The attention comes with the job, as Bielsa has found before, but so does the weight of a city and a club who are desperate for someone to grant them deliverance.
Bielsa found himself talking about God yesterday, in the context of his misfortune with injuries to his players, but he has thousands around him who crave divine power from him: a season and a story with a happy ending after constant, demoralising let-downs.
The expectancy in Leeds with 14 Championship games to play is partly ingrained and partly what Bielsa has generated himself. His squad have been a top-six team from the get-go and they are the only side in the league who can say that victory in all of their remaining fixtures would hand them the title.
There is no chance of form so consistent in a division so tense but Leeds are exiting the period where the table takes shape and entering the period where issues are decided.
Bielsa’s career would not be 30 years in the making if the pressure of the run-in failed to enthuse him. He spoke about relaxing by walking in the Yorkshire countryside last weekend, in the absence of a Saturday game, but was not craving a rest. “I never get tired,” he said. “The basis of our profession is the competition and when the consequences of the competition are final, that’s when we are most happy.
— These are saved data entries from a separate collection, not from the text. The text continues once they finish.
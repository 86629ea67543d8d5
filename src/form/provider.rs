//! Form provider capability
//!
//! The provider owns the schema and the submission call. The renderer only
//! talks to it through [`FormProvider::register`] and
//! [`FormProvider::submit`], so tests can inject a fake provider.

use crate::core::error::FormError;
use crate::core::form::{FieldKind, FormField, FormSchema, FormValues};
use async_trait::async_trait;
use serde::Serialize;

/// Value submitted by the radio control when the "other" option is picked
pub const OTHER_OPTION: &str = "__other_option__";

/// Suffix of the control carrying the free text of the "other" option
pub const OTHER_RESPONSE_SUFFIX: &str = "-other_option_response";

/// One option bound to a control
#[derive(Debug, Clone, Serialize, PartialEq, Eq)]
pub struct BoundOption {
    pub element_id: String,
    pub label: String,
    /// Value submitted when this option is selected
    pub value: String,
}

/// Everything a rendered control needs to bind to a field
#[derive(Debug, Clone, Serialize, PartialEq, Eq)]
pub struct FieldBinding {
    /// Control name; collected values are keyed by it
    pub name: String,
    pub label: String,
    pub description: String,
    pub required: bool,
    pub options: Vec<BoundOption>,
    pub custom_option: Option<BoundOption>,
    /// Name of the free-text control of the "other" option
    pub custom_input_name: Option<String>,
}

impl FieldBinding {
    /// Bind a schema field
    pub fn from_field(field: &FormField) -> Self {
        let options = field
            .options
            .iter()
            .enumerate()
            .filter(|(_, o)| !o.custom)
            .map(|(i, o)| BoundOption {
                element_id: o.element_id(&field.id, i),
                label: o.label.clone(),
                value: o.label.clone(),
            })
            .collect();

        let custom = field
            .options
            .iter()
            .enumerate()
            .find(|(_, o)| o.custom)
            .filter(|_| field.kind == FieldKind::Radio);

        Self {
            name: field.id.clone(),
            label: field.label.clone(),
            description: field.description.clone(),
            required: field.required,
            options,
            custom_option: custom.map(|(i, o)| BoundOption {
                element_id: o.element_id(&field.id, i),
                label: o.label.clone(),
                value: OTHER_OPTION.to_string(),
            }),
            custom_input_name: custom.map(|_| format!("{}{}", field.id, OTHER_RESPONSE_SUFFIX)),
        }
    }
}

/// Injected form-provider capability
#[async_trait]
pub trait FormProvider: Send + Sync {
    /// The static schema the form is rendered from
    fn schema(&self) -> &FormSchema;

    /// Binding for a field, or `None` if the provider does not know it
    fn register(&self, field_id: &str) -> Option<FieldBinding> {
        self.schema().field(field_id).map(FieldBinding::from_field)
    }

    /// Forward collected values to the provider
    async fn submit(&self, values: &FormValues) -> Result<(), FormError>;
}

/// Provider backed by a published Google Form
pub struct GoogleFormsProvider {
    schema: FormSchema,
    client: reqwest::Client,
    endpoint: String,
}

impl GoogleFormsProvider {
    pub fn new(schema: FormSchema) -> Self {
        let endpoint = format!(
            "https://docs.google.com/forms/d/e/{}/formResponse",
            schema.form_id.as_deref().unwrap_or_default()
        );
        Self {
            schema,
            client: reqwest::Client::new(),
            endpoint,
        }
    }

    /// Override the submission URL
    pub fn with_endpoint(mut self, endpoint: impl Into<String>) -> Self {
        self.endpoint = endpoint.into();
        self
    }

    pub fn endpoint(&self) -> &str {
        &self.endpoint
    }

    /// Encode values as Google Forms `entry.<id>` pairs
    ///
    /// A radio answer that matches none of the option labels is sent as the
    /// "other" option with its free text.
    pub fn entries(&self, values: &FormValues) -> Vec<(String, String)> {
        let mut entries = Vec::with_capacity(values.len());

        for (id, value) in values {
            let key = format!("entry.{}", id);
            let is_other = self.schema.field(id).is_some_and(|field| {
                field.kind == FieldKind::Radio
                    && field.custom_option().is_some()
                    && !field.choices().any(|o| &o.label == value)
            });

            if is_other {
                entries.push((key.clone(), OTHER_OPTION.to_string()));
                entries.push((format!("{}.other_option_response", key), value.clone()));
            } else {
                entries.push((key, value.clone()));
            }
        }

        entries
    }
}

#[async_trait]
impl FormProvider for GoogleFormsProvider {
    fn schema(&self) -> &FormSchema {
        &self.schema
    }

    async fn submit(&self, values: &FormValues) -> Result<(), FormError> {
        let response = self
            .client
            .post(&self.endpoint)
            .form(&self.entries(values))
            .send()
            .await
            .map_err(|e| FormError::Unreachable(e.to_string()))?;

        let status = response.status();
        if !status.is_success() {
            tracing::warn!(status = status.as_u16(), "form provider rejected submission");
            return Err(FormError::Rejected {
                status: status.as_u16(),
            });
        }

        tracing::info!(answers = values.len(), "form submitted to provider");
        Ok(())
    }
}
“The expectancy of the fans is legitimate and we know what the fans feel, thinking about the possibility of having the team promoted. But we have the same hopes as the fans, first of all because we desire the same thing as them. And second because we know we represent the feelings of many people and this has to boost our strength.”
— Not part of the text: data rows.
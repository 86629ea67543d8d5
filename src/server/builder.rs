//! ServerBuilder for fluent API to build the HTTP server

use super::host::{FormHost, ServerHost};
use super::router::build_routes;
use crate::config::{EventConfig, FormConfig};
use crate::core::service::RegistrationStore;
use crate::form::{FormProvider, FormRenderer, SubmitHook};
use crate::mail::{ConfirmationTemplate, Mailer};
use crate::registration::{ConfirmRegistrationHook, RegistrationService};
use anyhow::Result;
use axum::Router;
use std::sync::Arc;
use tokio::net::TcpListener;
use tower::ServiceBuilder;
use tower_http::trace::TraceLayer;

/// Builder for the registration server
///
/// # Example
///
/// ```ignore
/// let app = ServerBuilder::new()
///     .with_store(InMemoryRegistrationStore::new())
///     .with_mailer(InMemoryMailer::new())
///     .build()?;
/// ```
pub struct ServerBuilder {
    store: Option<Arc<dyn RegistrationStore>>,
    mailer: Option<Arc<dyn Mailer>>,
    event: EventConfig,
    id_secret: Option<String>,
    form_provider: Option<Arc<dyn FormProvider>>,
    form_config: FormConfig,
}

impl ServerBuilder {
    pub fn new() -> Self {
        Self {
            store: None,
            mailer: None,
            event: EventConfig::default(),
            id_secret: None,
            form_provider: None,
            form_config: FormConfig::default(),
        }
    }

    /// Set the registration store (required)
    pub fn with_store(mut self, store: impl RegistrationStore + 'static) -> Self {
        self.store = Some(Arc::new(store));
        self
    }

    /// Set the mail transport (required)
    pub fn with_mailer(mut self, mailer: impl Mailer + 'static) -> Self {
        self.mailer = Some(Arc::new(mailer));
        self
    }

    /// Event wording used by the confirmation email
    pub fn with_event(mut self, event: EventConfig) -> Self {
        self.event = event;
        self
    }

    /// Salt for user id derivation; the store must use the same one
    pub fn with_id_secret(mut self, secret: Option<String>) -> Self {
        self.id_secret = secret;
        self
    }

    /// Serve the registration form backed by this provider
    pub fn with_form_provider(mut self, provider: impl FormProvider + 'static) -> Self {
        self.form_provider = Some(Arc::new(provider));
        self
    }

    /// Field ids used to chain a confirmation after each form submit
    pub fn with_form_config(mut self, config: FormConfig) -> Self {
        self.form_config = config;
        self
    }

    /// Build the shared host without binding any transport
    pub fn build_host(mut self) -> Result<ServerHost> {
        let store = self
            .store
            .take()
            .ok_or_else(|| anyhow::anyhow!("RegistrationStore is required. Call .with_store()"))?;
        let mailer = self
            .mailer
            .take()
            .ok_or_else(|| anyhow::anyhow!("Mailer is required. Call .with_mailer()"))?;

        let template = ConfirmationTemplate::new(self.event)?;
        let registration =
            RegistrationService::new(store, mailer, template).with_id_secret(self.id_secret);

        let mut host = ServerHost::new(registration.clone());

        if let Some(provider) = self.form_provider.take() {
            let renderer = FormRenderer::new(provider.clone())?;
            let hook = self.form_config.email_field.map(|email_field| {
                tracing::info!(email_field = %email_field, "form submits chain a confirmation");
                Arc::new(ConfirmRegistrationHook::new(
                    registration,
                    email_field,
                    self.form_config.name_field,
                )) as Arc<dyn SubmitHook>
            });

            host = host.with_form(FormHost::new(provider, renderer, hook));
        }

        Ok(host)
    }

    /// Build the final router, wrapped in request tracing
    pub fn build(self) -> Result<Router> {
        let host = Arc::new(self.build_host()?);
        Ok(build_routes(host).layer(ServiceBuilder::new().layer(TraceLayer::new_for_http())))
    }

    /// Serve the application with graceful shutdown
    ///
    /// Stops accepting connections on SIGTERM or Ctrl+C and lets in-flight
    /// requests finish.
    pub async fn serve(self, addr: &str) -> Result<()> {
        let app = self.build()?;
        let listener = TcpListener::bind(addr).await?;

        tracing::info!(addr = %addr, "server listening");

        axum::serve(listener, app)
            .with_graceful_shutdown(shutdown_signal())
            .await?;

        tracing::info!("server shutdown complete");
        Ok(())
    }
}

impl Default for ServerBuilder {
    fn default() -> Self {
        Self::new()
    }
}

/// Wait for SIGTERM or Ctrl+C
///
/// A signal handler that cannot be installed never fires; the other one
/// still can.
async fn shutdown_signal() {
    use tokio::signal;

    let ctrl_c = async {
        if let Err(e) = signal::ctrl_c().await {
            tracing::error!(error = %e, "failed to install Ctrl+C handler");
            std::future::pending::<()>().await;
        }
    };

    #[cfg(unix)]
    let terminate = async {
        match signal::unix::signal(signal::unix::SignalKind::terminate()) {
            Ok(mut sigterm) => {
                sigterm.recv().await;
            }
            Err(e) => {
                tracing::error!(error = %e, "failed to install SIGTERM handler");
                std::future::pending::<()>().await;
            }
        }
    };

    #[cfg(not(unix))]
    let terminate = std::future::pending::<()>();

    tokio::select! {
        _ = ctrl_c => {
            tracing::info!("received Ctrl+C, shutting down");
        },
        _ = terminate => {
            tracing::info!("received SIGTERM, shutting down");
        },
    }
}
Not every coach in his post, and not every player who passed through United’s dressing room, dealt well with the clamour for tangible success. No manager since Howard Wilkinson in 1990 has been able to deliver in the Championship and Bielsa is the 15th since Leeds dropped from the Premier League 15 years ago.
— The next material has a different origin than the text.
//! Storage implementations

pub mod in_memory;

pub use in_memory::InMemoryRegistrationStore;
He was asked if he ever found expectation hard to carry. “I never feel that I need external support to increase my desire for my team to win,” Bielsa replied. The same rule applies to results, particularly in a week like this when every scoreline involving teams around Leeds served to worsen United’s league position.
“We don’t feel any obligation just because rivals have positive results. But we don’t feel we don’t have a duty to win when our direct rivals don’t win either.”
Leeds host Bolton Wanderers tomorrow with four points separating the division’s top four clubs. It is hard on the face of it to see anything other than a title race and a scuffle for automatic promotion which will rage to the very end of the season. Bielsa, though, has avoided predictions all year.
“It’s very difficult to focus on what hasn’t happened yet,” he said. “One of the things that makes football the most attractive sport in the world is that it’s possible for the team who don’t deserve to win to actually win.”
The uncertainty of a season and the unyielding demand for high performance poses the question of how coaches find enjoyment in the midst of it all. Bielsa admitted to feeling a higher level of patience in England than abroad but said football had developed in a way where success made a rod for a coach’s back: where each achievement merely generated pressure for more.
He recounted an article he read in El Pais, a daily newspaper in Spain, which discussed the same principle. “I don’t remember the author,” Bielsa said, “but the person was a thinker. He gave the example of Real Madrid.
"Out of the last five Champions Leagues they’ve won four of them. The last one was just some months ago. But even in this case when the team stops winning there’s a crisis.
"It means the person who gave them something, instead of getting gratitude they only develop the obligation of having to win constantly. Not making a link between the final results and the path you choose is the only way to survive in this profession but those who value public results reject this.
"Those who value public results, they either praise the good things or they condemn the bad things.
“These days nobody has patience and the positive things you’ve done before are forgotten immediately. People are always expecting positive things. The article gave another example, which is extraordinary.
"The maker of a TV series who just finished a season, instead of getting the gratitude of the people who watched it was being asked to make the next season. As if it was easy for Pep Guardiola to build a team like Barcelona, unforgettable, every three years.”